The Serial panel opens itself the moment a board prints. Multi-board benches get a tab per board; the input row types to the active tab or to all boards (toggle next to it). This is a real UART (start bits, baud timing and all), so a MicroPython board gives you its actual REPL prompt to type at.

The Code tab: whole scripts

The Code tab runs complete MicroPython scripts on the board: write (or load an example's prefilled script), press Run on board, and the script is injected through the REPL. The run status tracks completion, and a traceback anywhere surfaces as an error banner with the offending line. Scripts re-run automatically on every boot: restart the sim and your program starts with it, exactly like flashed firmware.
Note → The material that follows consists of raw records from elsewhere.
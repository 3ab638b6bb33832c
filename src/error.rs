//! Error types for simexec
//!
//! Provides structured error handling with:
//! - Numeric error codes for machine parsing
//! - User-friendly messages with suggestions
//! - Exit codes for CLI

use std::fmt;
use std::path::PathBuf;

use thiserror::Error;

/// Result type alias for simexec operations
pub type Result<T> = std::result::Result<T, Error>;

/// Numeric error codes for machine parsing and documentation
#[derive(Debug, Clone, Copy, PartialEq, Eq)]
#[repr(u16)]
pub enum ErrorCode {
    // Configuration errors (1xx)
    ConfigNotFound = 100,
    ConfigParseError = 101,
    ConfigValidation = 102,

    // IO errors (2xx)
    IoRead = 200,
    IoWrite = 201,
    IoPermission = 202,
    IoNotFound = 203,

    // Execution errors (5xx)
    TaskSetupFailed = 500,
    ExecutionFailed = 501,
    ExecutionCancelled = 502,
    RemoteControlFailed = 503,

    // Pool errors (6xx)
    PoolShutDown = 600,
    PoolSpawnFailed = 601,

    // Checkpoint errors (7xx)
    StorageUnavailable = 700,
    StorageOpenFailed = 701,
    StorageIncompatible = 702,
    CheckpointCorrupted = 703,
    MissingContext = 704,

    // Internal errors (9xx)
    InternalError = 900,
}

impl ErrorCode {
    /// Get the string code (e.g., "E100")
    pub fn as_str(&self) -> String {
        format!("E{}", *self as u16)
    }

    /// Get the exit code for CLI (maps to 1-125 range)
    pub fn exit_code(&self) -> i32 {
        match *self as u16 {
            100..=199 => 10, // Config errors
            200..=299 => 20, // IO errors
            500..=599 => 50, // Execution errors
            600..=699 => 60, // Pool errors
            700..=799 => 70, // Checkpoint errors
            900..=999 => 90, // Internal errors
            _ => 1,
        }
    }
}

impl fmt::Display for ErrorCode {
    fn fmt(&self, f: &mut fmt::Formatter<'_>) -> fmt::Result {
        write!(f, "{}", self.as_str())
    }
}

/// Main error type
#[derive(Error, Debug)]
pub enum Error {
    // ─────────────────────────────────────────────────────────────
    // Configuration Errors
    // ─────────────────────────────────────────────────────────────

    /// Configuration file not found
    #[error("Configuration file not found: {path}")]
    ConfigNotFound { path: PathBuf },

    /// Configuration parse error
    #[error("Failed to parse configuration: {message}")]
    ConfigParse {
        message: String,
        #[source]
        source: Option<toml::de::Error>,
    },

    /// Configuration validation error
    #[error("Configuration validation failed: {message}")]
    ConfigValidation { message: String, field: Option<String> },

    /// Generic configuration error
    #[error("Configuration error: {0}")]
    Config(String),

    // ─────────────────────────────────────────────────────────────
    // IO Errors
    // ─────────────────────────────────────────────────────────────

    /// File read error
    #[error("Failed to read file: {path}")]
    IoRead {
        path: PathBuf,
        #[source]
        source: std::io::Error,
    },

    /// File write error
    #[error("Failed to write file: {path}")]
    IoWrite {
        path: PathBuf,
        #[source]
        source: std::io::Error,
    },

    /// Generic IO error
    #[error("IO error: {0}")]
    Io(#[from] std::io::Error),

    /// TOML serialization error
    #[error("TOML serialization error: {0}")]
    Toml(#[from] toml::ser::Error),

    /// JSON (de)serialization error
    #[error("JSON error: {0}")]
    Json(#[from] serde_json::Error),

    // ─────────────────────────────────────────────────────────────
    // Execution Errors
    // ─────────────────────────────────────────────────────────────

    /// Task could not be built from its configuration
    #[error("Failed to set up task '{config}': {message}")]
    TaskSetup { config: String, message: String },

    /// Task execution failed
    #[error("Task execution failed: {message}")]
    ExecutionFailed {
        task_id: Option<String>,
        message: String,
    },

    /// Task was cancelled before or during execution
    #[error("Task {task_id} was cancelled")]
    Cancelled { task_id: String },

    /// Remote stop or control call failed
    #[error("Remote control call to {destination} failed: {message}")]
    RemoteControl { destination: String, message: String },

    // ─────────────────────────────────────────────────────────────
    // Pool Errors
    // ─────────────────────────────────────────────────────────────

    /// Pool no longer accepts work
    #[error("Worker pool '{pool}' is shut down")]
    PoolShutDown { pool: String },

    /// Worker thread could not be spawned
    #[error("Failed to spawn worker thread for pool '{pool}': {source}")]
    PoolSpawn {
        pool: String,
        #[source]
        source: std::io::Error,
    },

    // ─────────────────────────────────────────────────────────────
    // Checkpoint Errors
    // ─────────────────────────────────────────────────────────────

    /// No usable checkpoint storage is configured
    #[error("Checkpoint storage unavailable: {0}")]
    StorageUnavailable(String),

    /// Storage backend failed to open or initialize
    #[error("Failed to open checkpoint storage: {message}")]
    StorageOpen { message: String },

    /// Storage backend lacks a required operation
    #[error("Checkpoint storage '{store}' does not support: {missing}")]
    StorageIncompatible { store: String, missing: String },

    /// Stored checkpoint failed its integrity check
    #[error("Checkpoint for task {task_id} at t={time} is corrupted: {message}")]
    CheckpointCorrupted {
        task_id: String,
        time: f64,
        message: String,
    },

    /// Identifying data needed by an operation is absent
    #[error("Missing context: {0}")]
    MissingContext(String),

    // ─────────────────────────────────────────────────────────────
    // Internal Errors
    // ─────────────────────────────────────────────────────────────

    /// Internal error
    #[error("Internal error: {0}")]
    Internal(String),
}

impl Error {
    // ─────────────────────────────────────────────────────────────
    // Error Classification
    // ─────────────────────────────────────────────────────────────

    /// Get the numeric error code
    pub fn code(&self) -> ErrorCode {
        match self {
            Error::ConfigNotFound { .. } => ErrorCode::ConfigNotFound,
            Error::ConfigParse { .. } => ErrorCode::ConfigParseError,
            Error::ConfigValidation { .. } => ErrorCode::ConfigValidation,
            Error::Config(_) => ErrorCode::ConfigValidation,

            Error::IoRead { .. } => ErrorCode::IoRead,
            Error::IoWrite { .. } => ErrorCode::IoWrite,
            Error::Io(e) => match e.kind() {
                std::io::ErrorKind::NotFound => ErrorCode::IoNotFound,
                std::io::ErrorKind::PermissionDenied => ErrorCode::IoPermission,
                _ => ErrorCode::IoRead,
            },
            Error::Toml(_) => ErrorCode::ConfigParseError,
            Error::Json(_) => ErrorCode::CheckpointCorrupted,

            Error::TaskSetup { .. } => ErrorCode::TaskSetupFailed,
            Error::ExecutionFailed { .. } => ErrorCode::ExecutionFailed,
            Error::Cancelled { .. } => ErrorCode::ExecutionCancelled,
            Error::RemoteControl { .. } => ErrorCode::RemoteControlFailed,

            Error::PoolShutDown { .. } => ErrorCode::PoolShutDown,
            Error::PoolSpawn { .. } => ErrorCode::PoolSpawnFailed,

            Error::StorageUnavailable(_) => ErrorCode::StorageUnavailable,
            Error::StorageOpen { .. } => ErrorCode::StorageOpenFailed,
            Error::StorageIncompatible { .. } => ErrorCode::StorageIncompatible,
            Error::CheckpointCorrupted { .. } => ErrorCode::CheckpointCorrupted,
            Error::MissingContext(_) => ErrorCode::MissingContext,

            Error::Internal(_) => ErrorCode::InternalError,
        }
    }

    /// Check if retrying the same operation later could succeed
    pub fn is_retryable(&self) -> bool {
        matches!(
            self,
            Error::RemoteControl { .. }
                | Error::StorageOpen { .. }
                | Error::Io(_)
                | Error::IoRead { .. }
                | Error::IoWrite { .. }
        )
    }

    /// Check if the error is fatal (process should exit)
    pub fn is_fatal(&self) -> bool {
        matches!(
            self,
            Error::ConfigNotFound { .. }
                | Error::ConfigParse { .. }
                | Error::ConfigValidation { .. }
                | Error::Internal(_)
        )
    }

    /// Get the exit code for CLI
    pub fn exit_code(&self) -> i32 {
        self.code().exit_code()
    }

    // ─────────────────────────────────────────────────────────────
    // User-Friendly Messages
    // ─────────────────────────────────────────────────────────────

    /// Get a user-friendly suggestion for how to fix this error
    pub fn suggestion(&self) -> Option<&'static str> {
        match self {
            Error::ConfigNotFound { .. } => Some(
                "Run 'simexec config init' to create a default configuration file."
            ),
            Error::ConfigParse { .. } => Some(
                "Check your configuration file syntax. Run 'simexec config validate' to see details."
            ),
            Error::ConfigValidation { .. } => Some(
                "Review the configuration file and fix the invalid values."
            ),
            Error::StorageOpen { .. } | Error::StorageUnavailable(_) => Some(
                "Check the [checkpoint] directory is writable. Runs continue without checkpoints."
            ),
            Error::StorageIncompatible { .. } => Some(
                "Choose a checkpoint backend that supports write, read and validate."
            ),
            Error::PoolSpawn { .. } => Some(
                "Lower 'local_workers' or 'remote_workers_per_destination' in [execution]."
            ),
            _ => None,
        }
    }

    /// Format the error for terminal display with colors
    pub fn format_for_terminal(&self) -> String {
        let code = self.code();
        let suggestion = self.suggestion();

        let mut output = format!(
            "\x1b[31mError [{}]\x1b[0m: {}\n",
            code.as_str(),
            self
        );

        if let Some(hint) = suggestion {
            output.push_str(&format!("\n\x1b[33mHint\x1b[0m: {}\n", hint));
        }

        output
    }

    /// Format the error for logging (no colors)
    pub fn format_for_log(&self) -> String {
        format!("[{}] {}", self.code().as_str(), self)
    }
}

// ─────────────────────────────────────────────────────────────────
// Error Constructors
// ─────────────────────────────────────────────────────────────────

impl Error {
    /// Create a config not found error
    pub fn config_not_found(path: impl Into<PathBuf>) -> Self {
        Error::ConfigNotFound { path: path.into() }
    }

    /// Create a config validation error with field name
    pub fn config_field_invalid(field: impl Into<String>, message: impl Into<String>) -> Self {
        Error::ConfigValidation {
            message: message.into(),
            field: Some(field.into()),
        }
    }

    /// Create a task setup error
    pub fn task_setup(config: impl Into<String>, message: impl Into<String>) -> Self {
        Error::TaskSetup {
            config: config.into(),
            message: message.into(),
        }
    }

    /// Create an execution failed error
    pub fn execution_failed(message: impl Into<String>) -> Self {
        Error::ExecutionFailed {
            task_id: None,
            message: message.into(),
        }
    }

    /// Create a remote control error
    pub fn remote_control(destination: impl fmt::Display, message: impl Into<String>) -> Self {
        Error::RemoteControl {
            destination: destination.to_string(),
            message: message.into(),
        }
    }

    /// Create a storage open error
    pub fn storage_open(message: impl Into<String>) -> Self {
        Error::StorageOpen {
            message: message.into(),
        }
    }
}

// ─────────────────────────────────────────────────────────────────
// Tests
// ─────────────────────────────────────────────────────────────────

#[cfg(test)]
mod tests {
    use super::*;

    #[test]
    fn test_error_code_format() {
        assert_eq!(ErrorCode::ConfigNotFound.as_str(), "E100");
        assert_eq!(ErrorCode::PoolShutDown.as_str(), "E600");
        assert_eq!(ErrorCode::InternalError.as_str(), "E900");
    }

    #[test]
    fn test_error_exit_codes() {
        assert_eq!(ErrorCode::ConfigNotFound.exit_code(), 10);
        assert_eq!(ErrorCode::IoRead.exit_code(), 20);
        assert_eq!(ErrorCode::ExecutionFailed.exit_code(), 50);
        assert_eq!(ErrorCode::PoolSpawnFailed.exit_code(), 60);
        assert_eq!(ErrorCode::StorageUnavailable.exit_code(), 70);
        assert_eq!(ErrorCode::InternalError.exit_code(), 90);
    }

    #[test]
    fn test_error_codes() {
        let err = Error::config_not_found("/test");
        assert_eq!(err.code(), ErrorCode::ConfigNotFound);

        let err = Error::task_setup("local-A", "bad parameter");
        assert_eq!(err.code(), ErrorCode::TaskSetupFailed);
        assert!(err.to_string().contains("local-A"));

        let err = Error::remote_control("server-x", "refused");
        assert_eq!(err.code(), ErrorCode::RemoteControlFailed);

        let err = Error::MissingContext("no task id".into());
        assert_eq!(err.code(), ErrorCode::MissingContext);
    }

    #[test]
    fn test_error_retryable() {
        assert!(Error::remote_control("server-x", "timeout").is_retryable());
        assert!(Error::storage_open("locked").is_retryable());
        assert!(!Error::config_not_found("/test").is_retryable());
        assert!(!Error::MissingContext("task".into()).is_retryable());
    }

    #[test]
    fn test_error_fatal() {
        assert!(Error::config_not_found("/test").is_fatal());
        assert!(Error::config_field_invalid("execution.local_workers", "too many").is_fatal());
        assert!(!Error::storage_open("locked").is_fatal());
    }

    #[test]
    fn test_error_suggestions() {
        let err = Error::config_not_found("/test");
        assert!(err.suggestion().unwrap().contains("config init"));

        let err = Error::StorageUnavailable("none configured".into());
        assert!(err.suggestion().unwrap().contains("without checkpoints"));
    }

    #[test]
    fn test_format_for_terminal() {
        let formatted = Error::config_not_found("/test/config.toml").format_for_terminal();

        assert!(formatted.contains("E100"));
        assert!(formatted.contains("\x1b[31m"));
        assert!(formatted.contains("Hint"));
    }

    #[test]
    fn test_format_for_log() {
        let formatted = Error::config_not_found("/test/config.toml").format_for_log();

        assert!(formatted.contains("[E100]"));
        assert!(!formatted.contains("\x1b["));
    }

    #[test]
    fn test_error_from_io() {
        let io_err = std::io::Error::new(std::io::ErrorKind::NotFound, "file not found");
        let err: Error = io_err.into();

        assert_eq!(err.code(), ErrorCode::IoNotFound);
    }
}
from machine import Pin, I2C
import time

led = Pin(2, Pin.OUT)
for n in range(10):
    led.value(n % 2)
    print('blink', n)
    time.sleep_ms(250)
Every peripheral the examples use (I²C displays and sensors, SoftSPI matrices and e-paper, ADC reads, LEDC PWM, NeoPixels) is driven by ordinary MicroPython code you can copy from the bundled examples and change.

Powering a board

Boards are electrical citizens: an ESP32 needs ~5 V on vin (its onboard LDO makes the 3.3 V rail, which can power your sensors), the Pico wants vsys, the Uno takes vin or 5v. Undervolt a board and it browns out; the en pin really resets the chip.